EXERCISE OBJECTIVE:
Each entry in the material below should be copied without any alteration.

ENTRIES SHOWN: Begin

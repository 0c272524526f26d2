use tracing_subscriber::{fmt, layer::SubscriberExt, util::SubscriberInitExt, EnvFilter};

/// installs the global subscriber. Logs go to stderr so that whatever a
/// command prints on stdout stays machine readable.
///
/// `level` wins over `RUST_LOG`, which wins over `info`.
pub fn init(level: Option<&str>) {
    let filter = match level {
        Some(level) => EnvFilter::new(level),
        None => EnvFilter::try_from_default_env().unwrap_or_else(|_| EnvFilter::new("info")),
    };
    let _ = tracing_subscriber::registry()
        .with(filter)
        .with(fmt::layer().with_writer(std::io::stderr).with_target(false))
        .try_init();
}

ENTRIES SHOWN: End

TASK RESULT:
repository 0c272524526f26d2
use tracing_subscriber::{fmt, layer::SubscriberExt, util::SubscriberInitExt, EnvFilter};

/// installs the global subscriber. Logs go to stderr so that whatever a
/// command prints on stdout stays machine readable.
///
/// `level` wins over `RUST_LOG`, which wins over `info`.
pub fn init(level: Option<&str>) {
    let filter = match level {
        Some(level) => EnvFilter::new(level),
        None => EnvFilter::try_from_default_env().unwrap_or_else(|_| EnvFilter::new("info")),
    };
    let _ = tracing_subscriber::registry()
        .with(filter)
        .with(fmt::layer().with_writer(std::io::stderr).with_target(false))
        .try_init();
}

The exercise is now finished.